Using the entries below, copy out all lines where "PoisonError" is found.

** RAW DATA follows **

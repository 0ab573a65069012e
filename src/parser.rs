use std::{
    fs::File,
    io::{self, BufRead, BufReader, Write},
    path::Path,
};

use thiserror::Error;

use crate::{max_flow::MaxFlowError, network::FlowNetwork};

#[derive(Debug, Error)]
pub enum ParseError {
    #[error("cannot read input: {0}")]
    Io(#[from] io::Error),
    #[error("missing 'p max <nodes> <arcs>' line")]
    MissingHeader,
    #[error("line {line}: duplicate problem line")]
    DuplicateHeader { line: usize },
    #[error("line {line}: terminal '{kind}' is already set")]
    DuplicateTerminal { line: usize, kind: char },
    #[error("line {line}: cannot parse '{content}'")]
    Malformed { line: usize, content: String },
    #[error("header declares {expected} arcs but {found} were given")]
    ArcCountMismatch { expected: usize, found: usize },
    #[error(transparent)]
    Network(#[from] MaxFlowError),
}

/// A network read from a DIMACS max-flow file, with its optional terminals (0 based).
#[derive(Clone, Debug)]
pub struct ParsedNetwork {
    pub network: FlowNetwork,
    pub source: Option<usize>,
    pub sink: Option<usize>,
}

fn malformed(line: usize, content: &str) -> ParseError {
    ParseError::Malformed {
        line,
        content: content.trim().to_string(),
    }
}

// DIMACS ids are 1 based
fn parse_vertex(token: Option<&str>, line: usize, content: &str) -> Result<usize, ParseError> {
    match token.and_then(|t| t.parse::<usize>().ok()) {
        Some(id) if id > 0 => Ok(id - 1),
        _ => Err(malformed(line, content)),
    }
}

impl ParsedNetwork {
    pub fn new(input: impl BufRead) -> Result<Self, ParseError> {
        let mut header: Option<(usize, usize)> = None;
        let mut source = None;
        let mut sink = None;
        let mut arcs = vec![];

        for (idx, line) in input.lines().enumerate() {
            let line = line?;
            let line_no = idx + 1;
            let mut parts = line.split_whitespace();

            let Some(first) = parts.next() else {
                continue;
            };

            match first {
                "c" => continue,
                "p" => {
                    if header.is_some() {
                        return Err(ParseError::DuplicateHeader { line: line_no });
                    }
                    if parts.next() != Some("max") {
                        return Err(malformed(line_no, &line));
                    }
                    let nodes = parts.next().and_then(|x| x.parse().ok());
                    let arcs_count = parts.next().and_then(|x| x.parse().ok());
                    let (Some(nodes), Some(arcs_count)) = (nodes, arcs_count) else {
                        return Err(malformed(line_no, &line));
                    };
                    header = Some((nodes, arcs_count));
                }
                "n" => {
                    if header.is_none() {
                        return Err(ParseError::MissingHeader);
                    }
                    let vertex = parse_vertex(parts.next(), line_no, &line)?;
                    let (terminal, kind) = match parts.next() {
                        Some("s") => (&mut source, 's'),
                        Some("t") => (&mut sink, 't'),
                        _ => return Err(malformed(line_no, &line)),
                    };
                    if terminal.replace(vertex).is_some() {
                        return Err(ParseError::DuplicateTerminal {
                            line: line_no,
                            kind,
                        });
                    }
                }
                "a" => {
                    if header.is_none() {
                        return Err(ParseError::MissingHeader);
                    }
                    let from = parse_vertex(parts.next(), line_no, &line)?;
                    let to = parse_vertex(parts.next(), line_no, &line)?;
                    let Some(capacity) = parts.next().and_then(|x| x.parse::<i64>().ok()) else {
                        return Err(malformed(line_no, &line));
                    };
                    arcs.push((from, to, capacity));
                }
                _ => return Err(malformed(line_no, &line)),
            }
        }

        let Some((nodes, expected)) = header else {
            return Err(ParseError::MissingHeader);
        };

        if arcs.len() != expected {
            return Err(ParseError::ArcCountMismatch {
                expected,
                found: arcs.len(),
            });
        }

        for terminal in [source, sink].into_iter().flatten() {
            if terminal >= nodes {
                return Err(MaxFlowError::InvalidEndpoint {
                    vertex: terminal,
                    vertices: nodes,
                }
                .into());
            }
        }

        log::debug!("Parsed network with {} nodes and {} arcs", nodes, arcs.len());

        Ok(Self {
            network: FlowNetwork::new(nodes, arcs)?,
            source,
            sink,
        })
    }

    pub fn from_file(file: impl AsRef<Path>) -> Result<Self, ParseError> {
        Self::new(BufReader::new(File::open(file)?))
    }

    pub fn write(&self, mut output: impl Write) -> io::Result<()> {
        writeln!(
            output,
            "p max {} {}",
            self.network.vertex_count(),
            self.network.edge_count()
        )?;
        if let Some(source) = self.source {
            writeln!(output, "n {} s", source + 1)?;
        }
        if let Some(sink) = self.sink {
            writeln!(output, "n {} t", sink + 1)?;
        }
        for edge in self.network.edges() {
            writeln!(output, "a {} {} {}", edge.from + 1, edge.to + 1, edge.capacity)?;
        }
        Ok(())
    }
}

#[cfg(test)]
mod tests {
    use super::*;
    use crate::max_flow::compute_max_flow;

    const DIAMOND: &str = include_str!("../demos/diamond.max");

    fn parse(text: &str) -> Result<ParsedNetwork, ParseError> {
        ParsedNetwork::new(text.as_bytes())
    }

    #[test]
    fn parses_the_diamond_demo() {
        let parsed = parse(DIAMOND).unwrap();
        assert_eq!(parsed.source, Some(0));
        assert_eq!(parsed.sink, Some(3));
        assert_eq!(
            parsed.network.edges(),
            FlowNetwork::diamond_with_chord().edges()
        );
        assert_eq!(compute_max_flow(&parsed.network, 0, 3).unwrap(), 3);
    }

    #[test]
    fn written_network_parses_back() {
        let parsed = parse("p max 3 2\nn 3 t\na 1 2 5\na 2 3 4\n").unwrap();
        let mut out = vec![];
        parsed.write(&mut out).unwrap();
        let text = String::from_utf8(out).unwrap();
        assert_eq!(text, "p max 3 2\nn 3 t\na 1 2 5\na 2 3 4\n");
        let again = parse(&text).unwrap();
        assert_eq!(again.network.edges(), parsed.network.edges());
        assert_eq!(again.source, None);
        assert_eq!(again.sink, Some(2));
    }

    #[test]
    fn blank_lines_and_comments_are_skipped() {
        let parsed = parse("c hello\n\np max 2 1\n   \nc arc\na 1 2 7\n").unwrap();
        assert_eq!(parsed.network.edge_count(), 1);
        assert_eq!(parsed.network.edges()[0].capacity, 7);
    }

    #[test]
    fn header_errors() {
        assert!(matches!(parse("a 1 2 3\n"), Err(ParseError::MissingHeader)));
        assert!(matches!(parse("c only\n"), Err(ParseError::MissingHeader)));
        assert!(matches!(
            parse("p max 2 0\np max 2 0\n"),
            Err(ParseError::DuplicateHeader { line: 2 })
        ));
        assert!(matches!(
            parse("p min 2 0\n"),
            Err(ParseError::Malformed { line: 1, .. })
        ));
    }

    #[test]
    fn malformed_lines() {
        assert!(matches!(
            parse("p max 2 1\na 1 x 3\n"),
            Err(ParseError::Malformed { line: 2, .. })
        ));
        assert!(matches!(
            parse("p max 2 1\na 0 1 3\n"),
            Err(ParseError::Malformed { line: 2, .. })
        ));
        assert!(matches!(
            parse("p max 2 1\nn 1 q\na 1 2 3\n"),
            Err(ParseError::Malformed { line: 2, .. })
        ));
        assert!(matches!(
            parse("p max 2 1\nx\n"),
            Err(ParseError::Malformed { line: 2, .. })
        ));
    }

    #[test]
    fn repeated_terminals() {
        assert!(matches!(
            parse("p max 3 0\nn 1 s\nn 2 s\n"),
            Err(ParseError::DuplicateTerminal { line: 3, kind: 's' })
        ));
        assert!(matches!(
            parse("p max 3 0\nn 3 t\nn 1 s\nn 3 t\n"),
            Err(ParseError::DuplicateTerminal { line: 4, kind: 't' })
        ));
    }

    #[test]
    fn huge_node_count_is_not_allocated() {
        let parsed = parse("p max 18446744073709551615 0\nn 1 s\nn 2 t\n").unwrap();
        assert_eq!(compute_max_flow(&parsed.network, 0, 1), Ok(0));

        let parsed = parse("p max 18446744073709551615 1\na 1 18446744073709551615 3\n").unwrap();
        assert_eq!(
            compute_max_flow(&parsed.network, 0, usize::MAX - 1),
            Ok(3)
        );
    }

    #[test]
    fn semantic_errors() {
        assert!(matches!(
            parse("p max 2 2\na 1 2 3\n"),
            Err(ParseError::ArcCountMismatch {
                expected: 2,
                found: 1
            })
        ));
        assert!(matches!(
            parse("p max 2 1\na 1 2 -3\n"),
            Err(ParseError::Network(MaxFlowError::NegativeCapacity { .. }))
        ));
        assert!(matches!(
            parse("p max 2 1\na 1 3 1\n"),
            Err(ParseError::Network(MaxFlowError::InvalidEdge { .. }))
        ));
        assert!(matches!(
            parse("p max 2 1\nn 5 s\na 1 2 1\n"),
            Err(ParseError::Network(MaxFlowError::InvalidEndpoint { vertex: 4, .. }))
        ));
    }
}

** End of RAW DATA **
** RAW DATA follows **

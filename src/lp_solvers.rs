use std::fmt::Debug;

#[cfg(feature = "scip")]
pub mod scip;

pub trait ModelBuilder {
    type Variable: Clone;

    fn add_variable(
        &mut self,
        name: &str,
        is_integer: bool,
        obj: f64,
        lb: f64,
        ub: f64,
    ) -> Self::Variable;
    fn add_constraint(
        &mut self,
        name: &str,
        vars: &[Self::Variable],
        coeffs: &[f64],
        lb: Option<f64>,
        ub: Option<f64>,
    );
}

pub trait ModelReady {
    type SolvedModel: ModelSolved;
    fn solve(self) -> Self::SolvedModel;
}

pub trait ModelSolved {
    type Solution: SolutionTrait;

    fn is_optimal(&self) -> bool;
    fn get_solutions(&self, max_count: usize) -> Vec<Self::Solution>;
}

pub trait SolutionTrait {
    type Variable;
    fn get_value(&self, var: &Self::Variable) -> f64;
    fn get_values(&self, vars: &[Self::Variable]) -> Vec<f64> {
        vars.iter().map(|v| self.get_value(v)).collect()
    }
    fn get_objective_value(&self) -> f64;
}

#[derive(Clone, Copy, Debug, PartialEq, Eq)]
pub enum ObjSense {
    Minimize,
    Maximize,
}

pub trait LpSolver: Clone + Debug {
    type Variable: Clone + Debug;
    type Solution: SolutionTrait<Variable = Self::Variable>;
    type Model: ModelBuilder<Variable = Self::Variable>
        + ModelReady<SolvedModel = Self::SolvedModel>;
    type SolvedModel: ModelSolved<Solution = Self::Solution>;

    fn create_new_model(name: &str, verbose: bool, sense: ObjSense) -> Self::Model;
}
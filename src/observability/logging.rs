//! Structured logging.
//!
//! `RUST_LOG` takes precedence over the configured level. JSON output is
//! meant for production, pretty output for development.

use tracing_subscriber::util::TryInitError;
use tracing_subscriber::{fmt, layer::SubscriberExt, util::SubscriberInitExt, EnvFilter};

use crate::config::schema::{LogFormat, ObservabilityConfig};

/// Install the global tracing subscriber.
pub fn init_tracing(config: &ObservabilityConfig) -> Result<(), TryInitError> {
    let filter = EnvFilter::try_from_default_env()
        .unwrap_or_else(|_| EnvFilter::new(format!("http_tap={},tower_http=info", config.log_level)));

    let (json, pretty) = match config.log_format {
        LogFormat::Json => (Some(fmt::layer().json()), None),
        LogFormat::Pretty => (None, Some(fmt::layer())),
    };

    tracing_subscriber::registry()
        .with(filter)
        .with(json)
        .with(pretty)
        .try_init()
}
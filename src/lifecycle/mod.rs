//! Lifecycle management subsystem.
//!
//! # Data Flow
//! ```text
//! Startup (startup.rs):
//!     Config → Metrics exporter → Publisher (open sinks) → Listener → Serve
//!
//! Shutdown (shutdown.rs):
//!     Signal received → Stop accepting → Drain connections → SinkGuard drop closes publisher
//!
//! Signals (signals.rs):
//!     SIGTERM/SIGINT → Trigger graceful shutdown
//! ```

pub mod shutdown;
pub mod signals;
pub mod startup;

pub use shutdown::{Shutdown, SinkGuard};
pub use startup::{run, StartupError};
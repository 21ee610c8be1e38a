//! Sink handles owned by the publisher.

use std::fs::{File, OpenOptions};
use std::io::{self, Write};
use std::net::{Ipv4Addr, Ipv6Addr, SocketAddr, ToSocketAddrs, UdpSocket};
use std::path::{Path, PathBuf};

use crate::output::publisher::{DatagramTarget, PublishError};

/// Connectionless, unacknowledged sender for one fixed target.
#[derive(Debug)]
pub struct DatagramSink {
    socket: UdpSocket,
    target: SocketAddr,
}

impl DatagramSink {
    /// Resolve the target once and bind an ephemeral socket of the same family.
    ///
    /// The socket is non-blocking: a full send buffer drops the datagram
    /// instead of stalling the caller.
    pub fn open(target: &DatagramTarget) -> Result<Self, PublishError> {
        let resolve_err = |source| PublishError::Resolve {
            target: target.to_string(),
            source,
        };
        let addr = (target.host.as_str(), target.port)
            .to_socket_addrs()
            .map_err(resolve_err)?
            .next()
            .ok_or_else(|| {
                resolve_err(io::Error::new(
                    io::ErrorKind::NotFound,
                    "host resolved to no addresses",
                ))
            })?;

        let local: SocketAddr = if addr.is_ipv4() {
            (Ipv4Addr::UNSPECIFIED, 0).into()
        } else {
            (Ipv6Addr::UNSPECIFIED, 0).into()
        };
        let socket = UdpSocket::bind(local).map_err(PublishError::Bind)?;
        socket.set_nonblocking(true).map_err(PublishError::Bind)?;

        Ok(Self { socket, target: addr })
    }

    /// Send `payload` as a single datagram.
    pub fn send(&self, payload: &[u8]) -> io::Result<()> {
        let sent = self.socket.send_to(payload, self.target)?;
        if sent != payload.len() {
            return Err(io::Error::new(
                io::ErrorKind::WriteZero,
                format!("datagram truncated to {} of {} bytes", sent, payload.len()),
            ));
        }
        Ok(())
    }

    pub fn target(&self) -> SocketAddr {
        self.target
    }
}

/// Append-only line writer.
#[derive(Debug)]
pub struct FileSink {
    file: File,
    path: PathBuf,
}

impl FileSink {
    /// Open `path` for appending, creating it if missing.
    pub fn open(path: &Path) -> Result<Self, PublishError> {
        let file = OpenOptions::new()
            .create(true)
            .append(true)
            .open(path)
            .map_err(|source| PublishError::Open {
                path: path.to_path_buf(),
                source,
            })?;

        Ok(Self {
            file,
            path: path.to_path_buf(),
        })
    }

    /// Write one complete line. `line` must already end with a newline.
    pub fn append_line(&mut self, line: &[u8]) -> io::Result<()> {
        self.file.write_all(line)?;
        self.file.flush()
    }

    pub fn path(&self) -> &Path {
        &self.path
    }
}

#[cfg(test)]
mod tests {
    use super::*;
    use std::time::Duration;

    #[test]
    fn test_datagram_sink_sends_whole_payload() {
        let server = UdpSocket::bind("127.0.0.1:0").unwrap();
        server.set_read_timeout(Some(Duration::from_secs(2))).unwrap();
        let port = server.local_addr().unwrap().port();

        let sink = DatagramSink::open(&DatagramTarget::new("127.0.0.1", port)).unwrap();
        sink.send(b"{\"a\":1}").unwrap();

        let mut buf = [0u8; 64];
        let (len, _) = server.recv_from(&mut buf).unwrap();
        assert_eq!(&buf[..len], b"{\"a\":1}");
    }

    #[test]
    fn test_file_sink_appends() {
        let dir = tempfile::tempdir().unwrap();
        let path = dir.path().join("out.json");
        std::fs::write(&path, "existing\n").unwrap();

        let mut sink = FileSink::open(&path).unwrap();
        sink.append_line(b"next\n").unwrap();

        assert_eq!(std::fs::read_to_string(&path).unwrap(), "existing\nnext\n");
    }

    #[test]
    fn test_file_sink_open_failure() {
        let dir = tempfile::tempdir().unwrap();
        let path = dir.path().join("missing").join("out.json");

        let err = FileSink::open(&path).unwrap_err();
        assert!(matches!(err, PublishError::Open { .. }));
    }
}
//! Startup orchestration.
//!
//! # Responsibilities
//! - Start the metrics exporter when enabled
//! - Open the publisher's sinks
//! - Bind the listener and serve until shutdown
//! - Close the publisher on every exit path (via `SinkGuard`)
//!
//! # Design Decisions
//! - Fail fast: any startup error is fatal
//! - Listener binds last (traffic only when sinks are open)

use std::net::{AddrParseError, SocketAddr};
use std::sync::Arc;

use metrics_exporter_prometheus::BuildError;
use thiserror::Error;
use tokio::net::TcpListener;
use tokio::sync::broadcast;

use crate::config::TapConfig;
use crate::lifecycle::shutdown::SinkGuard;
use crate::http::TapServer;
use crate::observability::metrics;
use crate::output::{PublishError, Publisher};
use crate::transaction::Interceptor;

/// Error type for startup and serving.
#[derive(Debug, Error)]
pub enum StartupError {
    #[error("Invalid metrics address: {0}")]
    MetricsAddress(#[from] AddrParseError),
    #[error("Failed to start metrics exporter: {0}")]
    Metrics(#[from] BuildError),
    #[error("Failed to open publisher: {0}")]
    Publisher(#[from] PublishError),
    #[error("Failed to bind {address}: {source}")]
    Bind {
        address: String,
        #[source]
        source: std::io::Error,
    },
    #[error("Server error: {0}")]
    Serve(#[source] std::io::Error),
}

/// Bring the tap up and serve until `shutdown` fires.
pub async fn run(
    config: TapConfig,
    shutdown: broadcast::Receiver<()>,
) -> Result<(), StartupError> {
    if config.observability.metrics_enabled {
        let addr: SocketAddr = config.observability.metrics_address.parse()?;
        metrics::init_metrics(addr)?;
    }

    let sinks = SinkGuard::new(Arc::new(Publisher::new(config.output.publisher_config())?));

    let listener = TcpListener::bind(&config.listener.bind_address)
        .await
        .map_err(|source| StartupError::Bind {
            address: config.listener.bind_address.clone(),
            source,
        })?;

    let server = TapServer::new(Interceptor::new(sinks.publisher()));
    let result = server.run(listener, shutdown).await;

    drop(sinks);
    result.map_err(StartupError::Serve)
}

** End of RAW DATA **
** RAW DATA follows **

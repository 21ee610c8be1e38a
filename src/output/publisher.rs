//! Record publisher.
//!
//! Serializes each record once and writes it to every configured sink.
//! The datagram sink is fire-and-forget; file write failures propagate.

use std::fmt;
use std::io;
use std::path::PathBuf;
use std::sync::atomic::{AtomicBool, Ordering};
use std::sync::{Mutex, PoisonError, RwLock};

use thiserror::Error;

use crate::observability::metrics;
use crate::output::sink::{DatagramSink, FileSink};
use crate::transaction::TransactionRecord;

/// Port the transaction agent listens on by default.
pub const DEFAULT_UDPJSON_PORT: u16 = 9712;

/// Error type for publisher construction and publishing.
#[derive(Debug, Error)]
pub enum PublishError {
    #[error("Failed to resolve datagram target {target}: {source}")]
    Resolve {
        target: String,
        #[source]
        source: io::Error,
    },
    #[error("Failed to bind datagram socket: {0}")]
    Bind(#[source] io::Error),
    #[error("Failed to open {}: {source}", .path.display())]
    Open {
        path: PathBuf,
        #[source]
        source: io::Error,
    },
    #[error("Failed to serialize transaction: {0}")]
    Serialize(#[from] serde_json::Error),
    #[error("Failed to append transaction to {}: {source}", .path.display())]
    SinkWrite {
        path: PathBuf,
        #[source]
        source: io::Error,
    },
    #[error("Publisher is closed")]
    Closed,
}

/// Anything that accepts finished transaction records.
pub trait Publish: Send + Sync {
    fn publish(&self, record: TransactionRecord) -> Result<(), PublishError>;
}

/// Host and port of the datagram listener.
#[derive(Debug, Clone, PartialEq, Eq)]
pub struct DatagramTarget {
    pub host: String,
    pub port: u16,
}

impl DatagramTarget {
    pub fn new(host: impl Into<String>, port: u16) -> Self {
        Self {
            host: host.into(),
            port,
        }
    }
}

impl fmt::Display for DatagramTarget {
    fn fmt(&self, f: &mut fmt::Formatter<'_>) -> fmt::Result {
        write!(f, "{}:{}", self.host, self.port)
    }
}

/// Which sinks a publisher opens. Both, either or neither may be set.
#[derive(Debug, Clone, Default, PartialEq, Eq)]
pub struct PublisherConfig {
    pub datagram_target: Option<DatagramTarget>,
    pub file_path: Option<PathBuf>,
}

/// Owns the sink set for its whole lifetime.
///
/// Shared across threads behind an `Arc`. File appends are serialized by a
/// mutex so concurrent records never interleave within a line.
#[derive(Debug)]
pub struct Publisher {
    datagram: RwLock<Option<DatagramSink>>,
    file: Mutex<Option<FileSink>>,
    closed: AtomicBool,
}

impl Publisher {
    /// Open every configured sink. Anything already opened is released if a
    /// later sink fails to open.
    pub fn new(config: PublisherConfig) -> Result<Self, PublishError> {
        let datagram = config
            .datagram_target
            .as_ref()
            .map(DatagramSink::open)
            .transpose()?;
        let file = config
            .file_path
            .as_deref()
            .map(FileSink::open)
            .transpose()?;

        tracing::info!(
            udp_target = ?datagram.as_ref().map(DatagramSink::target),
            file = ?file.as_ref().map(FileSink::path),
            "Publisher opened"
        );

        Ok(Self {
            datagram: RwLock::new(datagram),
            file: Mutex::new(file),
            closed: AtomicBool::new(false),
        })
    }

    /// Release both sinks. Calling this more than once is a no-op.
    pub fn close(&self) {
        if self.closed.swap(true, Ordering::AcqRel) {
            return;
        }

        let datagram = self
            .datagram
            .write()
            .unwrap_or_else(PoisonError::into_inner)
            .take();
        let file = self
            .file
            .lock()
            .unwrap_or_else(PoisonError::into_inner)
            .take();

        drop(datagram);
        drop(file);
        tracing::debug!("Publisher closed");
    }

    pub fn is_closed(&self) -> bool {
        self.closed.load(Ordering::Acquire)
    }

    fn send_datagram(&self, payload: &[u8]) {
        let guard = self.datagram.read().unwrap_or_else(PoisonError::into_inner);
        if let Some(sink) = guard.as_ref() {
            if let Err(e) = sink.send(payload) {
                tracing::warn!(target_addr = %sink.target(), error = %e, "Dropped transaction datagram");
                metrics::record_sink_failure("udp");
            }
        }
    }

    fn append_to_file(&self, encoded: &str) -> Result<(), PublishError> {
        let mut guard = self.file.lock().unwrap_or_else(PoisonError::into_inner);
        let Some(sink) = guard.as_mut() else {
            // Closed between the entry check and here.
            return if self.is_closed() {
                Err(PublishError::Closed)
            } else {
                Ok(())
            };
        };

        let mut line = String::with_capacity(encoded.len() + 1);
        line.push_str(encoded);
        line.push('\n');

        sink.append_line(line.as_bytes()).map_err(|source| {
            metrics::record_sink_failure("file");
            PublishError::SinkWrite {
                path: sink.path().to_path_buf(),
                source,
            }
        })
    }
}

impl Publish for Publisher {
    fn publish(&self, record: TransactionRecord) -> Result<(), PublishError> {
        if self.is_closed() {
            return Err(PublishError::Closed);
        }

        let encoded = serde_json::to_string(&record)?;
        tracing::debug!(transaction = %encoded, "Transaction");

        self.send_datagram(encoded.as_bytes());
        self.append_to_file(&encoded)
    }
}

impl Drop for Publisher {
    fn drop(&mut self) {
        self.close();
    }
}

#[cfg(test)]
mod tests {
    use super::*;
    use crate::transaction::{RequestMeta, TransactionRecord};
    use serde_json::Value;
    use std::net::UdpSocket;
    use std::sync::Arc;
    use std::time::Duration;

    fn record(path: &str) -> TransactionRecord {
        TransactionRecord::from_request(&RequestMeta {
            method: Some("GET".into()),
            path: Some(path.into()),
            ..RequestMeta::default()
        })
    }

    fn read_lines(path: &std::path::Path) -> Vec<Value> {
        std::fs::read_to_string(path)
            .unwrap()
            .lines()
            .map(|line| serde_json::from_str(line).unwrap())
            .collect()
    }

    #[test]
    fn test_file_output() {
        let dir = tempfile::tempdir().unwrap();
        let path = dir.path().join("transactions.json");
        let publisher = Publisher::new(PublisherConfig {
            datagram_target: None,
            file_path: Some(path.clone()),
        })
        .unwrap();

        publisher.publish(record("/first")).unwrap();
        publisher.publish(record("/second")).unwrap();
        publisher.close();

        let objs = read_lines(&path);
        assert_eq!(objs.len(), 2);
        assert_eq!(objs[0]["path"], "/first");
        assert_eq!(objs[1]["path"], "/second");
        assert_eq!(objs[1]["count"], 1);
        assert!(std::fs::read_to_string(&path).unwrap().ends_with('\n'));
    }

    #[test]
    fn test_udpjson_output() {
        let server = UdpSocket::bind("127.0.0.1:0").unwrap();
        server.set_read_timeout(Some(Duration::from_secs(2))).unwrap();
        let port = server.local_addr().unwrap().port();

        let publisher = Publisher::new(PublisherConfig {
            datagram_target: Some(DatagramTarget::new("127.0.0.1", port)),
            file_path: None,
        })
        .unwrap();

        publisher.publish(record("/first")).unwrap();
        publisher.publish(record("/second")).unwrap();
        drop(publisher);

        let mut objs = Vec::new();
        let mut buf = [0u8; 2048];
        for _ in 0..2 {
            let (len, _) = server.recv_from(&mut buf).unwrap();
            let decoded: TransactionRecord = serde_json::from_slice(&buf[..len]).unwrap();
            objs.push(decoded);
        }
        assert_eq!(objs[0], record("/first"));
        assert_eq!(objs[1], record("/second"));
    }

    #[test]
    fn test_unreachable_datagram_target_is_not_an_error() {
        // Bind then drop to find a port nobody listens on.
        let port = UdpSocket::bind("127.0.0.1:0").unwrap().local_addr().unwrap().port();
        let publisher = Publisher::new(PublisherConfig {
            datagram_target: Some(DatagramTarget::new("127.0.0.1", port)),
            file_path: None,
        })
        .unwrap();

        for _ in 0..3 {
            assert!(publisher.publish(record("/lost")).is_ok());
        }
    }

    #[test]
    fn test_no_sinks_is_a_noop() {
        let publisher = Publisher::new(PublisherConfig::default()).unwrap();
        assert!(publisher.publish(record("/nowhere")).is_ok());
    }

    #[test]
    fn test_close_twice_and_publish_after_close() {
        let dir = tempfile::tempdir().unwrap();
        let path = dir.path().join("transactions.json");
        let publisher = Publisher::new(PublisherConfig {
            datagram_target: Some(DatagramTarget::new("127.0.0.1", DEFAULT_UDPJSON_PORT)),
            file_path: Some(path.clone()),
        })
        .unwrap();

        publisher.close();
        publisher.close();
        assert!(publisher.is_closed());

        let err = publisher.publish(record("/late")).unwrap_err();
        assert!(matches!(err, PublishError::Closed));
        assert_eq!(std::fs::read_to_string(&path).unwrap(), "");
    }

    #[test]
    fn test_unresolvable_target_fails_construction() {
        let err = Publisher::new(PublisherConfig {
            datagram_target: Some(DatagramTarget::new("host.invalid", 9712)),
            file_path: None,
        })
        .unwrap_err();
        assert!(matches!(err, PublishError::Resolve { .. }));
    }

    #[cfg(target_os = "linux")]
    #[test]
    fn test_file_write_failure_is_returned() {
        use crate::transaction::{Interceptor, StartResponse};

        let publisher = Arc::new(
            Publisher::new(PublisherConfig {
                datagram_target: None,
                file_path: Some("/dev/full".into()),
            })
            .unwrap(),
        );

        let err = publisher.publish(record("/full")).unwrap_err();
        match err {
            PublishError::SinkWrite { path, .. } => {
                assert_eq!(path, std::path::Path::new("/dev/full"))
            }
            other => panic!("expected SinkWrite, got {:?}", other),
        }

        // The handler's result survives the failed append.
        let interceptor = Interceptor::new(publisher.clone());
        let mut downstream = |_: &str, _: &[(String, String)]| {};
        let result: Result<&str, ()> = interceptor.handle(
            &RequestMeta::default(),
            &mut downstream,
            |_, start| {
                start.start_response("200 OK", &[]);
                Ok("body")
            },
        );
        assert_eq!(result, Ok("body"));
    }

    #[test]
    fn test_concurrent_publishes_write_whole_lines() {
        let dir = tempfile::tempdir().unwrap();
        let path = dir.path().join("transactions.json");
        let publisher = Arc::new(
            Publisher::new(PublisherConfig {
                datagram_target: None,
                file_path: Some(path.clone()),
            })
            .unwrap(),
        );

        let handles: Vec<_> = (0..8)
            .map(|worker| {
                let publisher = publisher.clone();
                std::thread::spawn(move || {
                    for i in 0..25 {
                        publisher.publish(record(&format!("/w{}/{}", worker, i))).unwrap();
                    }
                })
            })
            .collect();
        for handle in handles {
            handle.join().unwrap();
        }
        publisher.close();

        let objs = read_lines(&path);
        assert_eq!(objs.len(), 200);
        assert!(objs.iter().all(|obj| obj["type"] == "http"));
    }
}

** End of RAW DATA **

* FINISHED EXERCISE
use std::sync::{Mutex, PoisonError, RwLock};
            .unwrap_or_else(PoisonError::into_inner)
            .unwrap_or_else(PoisonError::into_inner)
        let guard = self.datagram.read().unwrap_or_else(PoisonError::into_inner);
        let mut guard = self.file.lock().unwrap_or_else(PoisonError::into_inner);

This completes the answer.